_What you will do_
Both the line with "session.on_address_acquired(info);" and the line with "self.connects.load(Ordering::SeqCst)" in the records below must appear in the output, along with every line between them, exactly and with nothing added.

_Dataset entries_
########################################

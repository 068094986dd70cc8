// ── Event classifier ──
//
// Maps each driver notification to one of a fixed set of actions and runs
// that action on the dispatch context. Never fails: unknown notifications
// are ignored so newer drivers can add kinds freely.

use std::sync::Weak;

use tracing::{debug, info, trace, warn};

use crate::driver::{NotificationSink, Radio};
use crate::event::{DisconnectReason, IpEvent, IpInfo, Notification, StationEvent};
use crate::policy::Decision;
use crate::session::Session;

/// What the station does in response to a notification.
#[derive(Debug, Clone, Copy, PartialEq, Eq)]
pub enum Action {
    /// Station started: issue the first connect request.
    Connect,
    /// Station lost (or never got) its association.
    ApplyReconnectPolicy { reason: DisconnectReason },
    /// DHCP completed: the session succeeded.
    AddressAcquired(IpInfo),
    Ignore,
}

/// Pure classification of a notification.
pub fn classify(notification: &Notification) -> Action {
    match notification {
        Notification::Station(StationEvent::Started) => Action::Connect,
        Notification::Station(StationEvent::Disconnected { reason }) => {
            Action::ApplyReconnectPolicy { reason: *reason }
        }
        Notification::Ip(IpEvent::GotIp(info)) => Action::AddressAcquired(*info),
        _ => Action::Ignore,
    }
}

// ── SessionSink ──────────────────────────────────────────────────────

/// Notification sink bound to one session.
///
/// Holds only weak references: the controller owns the session and the
/// platform, and unregisters this sink before releasing either.
pub(crate) struct SessionSink<R> {
    session: Weak<Session>,
    radio: Weak<R>,
}

impl<R> SessionSink<R>
where
    R: Radio + Send + Sync + 'static,
{
    pub(crate) fn new(session: Weak<Session>, radio: Weak<R>) -> Self {
        Self { session, radio }
    }

    /// Issue a connect request. A request that cannot be delivered ends the
    /// session as failed.
    fn request_connect(&self, session: &Session) {
        let Some(radio) = self.radio.upgrade() else {
            warn!("radio released while session active, giving up");
            session.on_connect_rejected();
            return;
        };
        if let Err(e) = radio.connect() {
            warn!(
                error = %e,
                attempts = session.reconnect_count(),
                "connect request rejected by driver, giving up"
            );
            session.on_connect_rejected();
        }
    }
}

impl<R> NotificationSink for SessionSink<R>
where
    R: Radio + Send + Sync + 'static,
{
    fn on_notification(&self, notification: &Notification) {
        let Some(session) = self.session.upgrade() else {
            trace!(%notification, "session gone, ignoring notification");
            return;
        };

        if session.signals().is_terminal() {
            trace!(%notification, "session resolved, ignoring notification");
            return;
        }

        match classify(notification) {
            Action::Connect => {
                debug!("station started, requesting connection");
                self.request_connect(&session);
            }
            Action::ApplyReconnectPolicy { reason } => {
                let policy = session.policy();
                let decision = session.on_disconnected(|attempt| {
                    info!(
                        attempt,
                        max = policy.max_count(),
                        %reason,
                        "(re)trying to connect to the access point"
                    );
                    self.request_connect(&session);
                });
                if decision == Decision::GiveUp {
                    warn!(
                        attempts = session.reconnect_count(),
                        %reason,
                        "reconnect budget exhausted"
                    );
                }
            }
            Action::AddressAcquired(info) => {
                info!(
                    ip = %info.ip,
                    netmask = %info.netmask,
                    gateway = %info.gateway,
                    "got ip"
                );
                session.on_address_acquired(info);
            }
            Action::Ignore => {
                trace!(%notification, "ignoring notification");
            }
        }
    }
}

#[cfg(test)]
mod tests {
    use std::net::Ipv4Addr;
    use std::sync::Arc;
    use std::sync::atomic::{AtomicBool, AtomicU32, Ordering};

    use super::*;
    use crate::config::{ClientConfiguration, RadioInitConfig};
    use crate::driver::{DriverResult, WifiMode};
    use crate::error::DriverError;
    use crate::policy::ReconnectPolicy;
    use crate::signal::Signal;

    /// Radio that only counts connect requests.
    #[derive(Default)]
    struct CountingRadio {
        connects: AtomicU32,
        reject: AtomicBool,
    }

    impl CountingRadio {
        fn connects(&self) -> u32 {
            self.connects.load(Ordering::SeqCst)
        }
    }

    impl Radio for CountingRadio {
        fn radio_init(&self, _config: &RadioInitConfig) -> DriverResult {
            Ok(())
        }
        fn radio_deinit(&self) -> DriverResult {
            Ok(())
        }
        fn set_mode(&self, _mode: WifiMode) -> DriverResult {
            Ok(())
        }
        fn set_config(&self, _config: &ClientConfiguration) -> DriverResult {
            Ok(())
        }
        fn start(&self) -> DriverResult {
            Ok(())
        }
        fn stop(&self) -> DriverResult {
            Ok(())
        }
        fn connect(&self) -> DriverResult {
            self.connects.fetch_add(1, Ordering::SeqCst);
            if self.reject.load(Ordering::SeqCst) {
                return Err(DriverError::invalid_state("scan in progress"));
            }
            Ok(())
        }
    }

    fn fixture(max: u32) -> (Arc<Session>, Arc<CountingRadio>, SessionSink<CountingRadio>) {
        let session = Arc::new(Session::new(ReconnectPolicy::new(max)));
        let radio = Arc::new(CountingRadio::default());
        let sink = SessionSink::new(Arc::downgrade(&session), Arc::downgrade(&radio));
        (session, radio, sink)
    }

    fn started() -> Notification {
        Notification::Station(StationEvent::Started)
    }

    fn disconnected() -> Notification {
        Notification::Station(StationEvent::Disconnected {
            reason: DisconnectReason::NO_AP_FOUND,
        })
    }

    fn got_ip() -> Notification {
        Notification::Ip(IpEvent::GotIp(IpInfo::with_default_gateway(Ipv4Addr::new(
            192, 168, 1, 77,
        ))))
    }

    #[test]
    fn classification_table() {
        assert_eq!(classify(&started()), Action::Connect);
        assert_eq!(
            classify(&disconnected()),
            Action::ApplyReconnectPolicy {
                reason: DisconnectReason::NO_AP_FOUND
            }
        );
        assert!(matches!(classify(&got_ip()), Action::AddressAcquired(_)));
    }

    #[test]
    fn everything_else_is_ignored() {
        let others = [
            Notification::Station(StationEvent::Stopped),
            Notification::Station(StationEvent::Connected { channel: 6 }),
            Notification::Station(StationEvent::ScanDone { found: 4 }),
            Notification::Station(StationEvent::AuthModeChanged),
            Notification::Ip(IpEvent::LostIp),
            Notification::Other {
                base: "ETH_EVENT".into(),
                id: 0,
            },
        ];
        for n in &others {
            assert_eq!(classify(n), Action::Ignore, "{n}");
        }
    }

    #[test]
    fn started_requests_connect() {
        let (session, radio, sink) = fixture(1);
        sink.on_notification(&started());
        assert_eq!(radio.connects(), 1);
        assert_eq!(session.reconnect_count(), 0);
        assert!(!session.signals().is_terminal());
    }

    #[test]
    fn disconnect_increments_count_and_reconnects() {
        let (session, radio, sink) = fixture(0);
        sink.on_notification(&started());
        for expected in 1..=5 {
            sink.on_notification(&disconnected());
            assert_eq!(session.reconnect_count(), expected);
        }
        assert_eq!(radio.connects(), 6);
        assert!(!session.signals().is_terminal());
    }

    #[test]
    fn exhaustion_leaves_count_unchanged() {
        let (session, radio, sink) = fixture(2);
        sink.on_notification(&started());
        sink.on_notification(&disconnected());
        sink.on_notification(&disconnected());
        sink.on_notification(&disconnected());

        assert_eq!(session.reconnect_count(), 2);
        assert_eq!(radio.connects(), 3);
        assert!(session.signals().current().contains(Signal::Exhausted));
    }

    #[test]
    fn got_ip_resets_and_signals_success() {
        let (session, radio, sink) = fixture(0);
        sink.on_notification(&started());
        sink.on_notification(&disconnected());
        sink.on_notification(&got_ip());

        assert_eq!(session.reconnect_count(), 0);
        assert_eq!(radio.connects(), 2);
        assert!(session.signals().current().contains(Signal::Succeeded));
        assert_eq!(session.ip_info().map(|i| i.ip), Some(Ipv4Addr::new(192, 168, 1, 77)));
    }

    #[test]
    fn notifications_after_success_do_nothing() {
        let (session, radio, sink) = fixture(0);
        sink.on_notification(&started());
        sink.on_notification(&got_ip());
        let connects = radio.connects();

        sink.on_notification(&disconnected());
        sink.on_notification(&started());

        let signals = session.signals().current();
        assert!(signals.contains(Signal::Succeeded));
        assert!(!signals.contains(Signal::Exhausted));
        assert_eq!(session.reconnect_count(), 0);
        assert_eq!(radio.connects(), connects);
    }

    #[test]
    fn notifications_after_exhaustion_do_nothing() {
        let (session, radio, sink) = fixture(1);
        sink.on_notification(&disconnected());
        sink.on_notification(&disconnected());
        assert!(session.signals().current().contains(Signal::Exhausted));
        let connects = radio.connects();

        sink.on_notification(&got_ip());
        sink.on_notification(&disconnected());

        assert!(!session.signals().current().contains(Signal::Succeeded));
        assert_eq!(session.reconnect_count(), 1);
        assert_eq!(radio.connects(), connects);
    }

    #[test]
    fn dropped_session_is_tolerated() {
        let (session, radio, sink) = fixture(0);
        drop(session);
        sink.on_notification(&started());
        assert_eq!(radio.connects(), 0);
    }

    #[test]
    fn rejected_first_connect_exhausts() {
        let (session, radio, sink) = fixture(0);
        radio.reject.store(true, Ordering::SeqCst);
        sink.on_notification(&started());

        assert_eq!(radio.connects(), 1);
        assert_eq!(session.reconnect_count(), 0);
        assert!(session.signals().current().contains(Signal::Exhausted));
    }

    #[test]
    fn rejected_reconnect_exhausts_with_count_kept() {
        let (session, radio, sink) = fixture(5);
        sink.on_notification(&started());
        sink.on_notification(&disconnected());
        radio.reject.store(true, Ordering::SeqCst);
        sink.on_notification(&disconnected());

        assert_eq!(session.reconnect_count(), 2);
        assert_eq!(radio.connects(), 3);
        assert!(session.signals().current().contains(Signal::Exhausted));

        sink.on_notification(&disconnected());
        assert_eq!(radio.connects(), 3);
    }

    #[test]
    fn released_radio_exhausts() {
        let (session, radio, sink) = fixture(0);
        drop(radio);
        sink.on_notification(&started());
        assert!(session.signals().current().contains(Signal::Exhausted));
    }
}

########################################

_Answer_
                session.on_address_acquired(info);
            }
            Action::Ignore => {
                trace!(%notification, "ignoring notification");
            }
        }
    }
}

#[cfg(test)]
mod tests {
    use std::net::Ipv4Addr;
    use std::sync::Arc;
    use std::sync::atomic::{AtomicBool, AtomicU32, Ordering};

    use super::*;
    use crate::config::{ClientConfiguration, RadioInitConfig};
    use crate::driver::{DriverResult, WifiMode};
    use crate::error::DriverError;
    use crate::policy::ReconnectPolicy;
    use crate::signal::Signal;

    /// Radio that only counts connect requests.
    #[derive(Default)]
    struct CountingRadio {
        connects: AtomicU32,
        reject: AtomicBool,
    }

    impl CountingRadio {
        fn connects(&self) -> u32 {
            self.connects.load(Ordering::SeqCst)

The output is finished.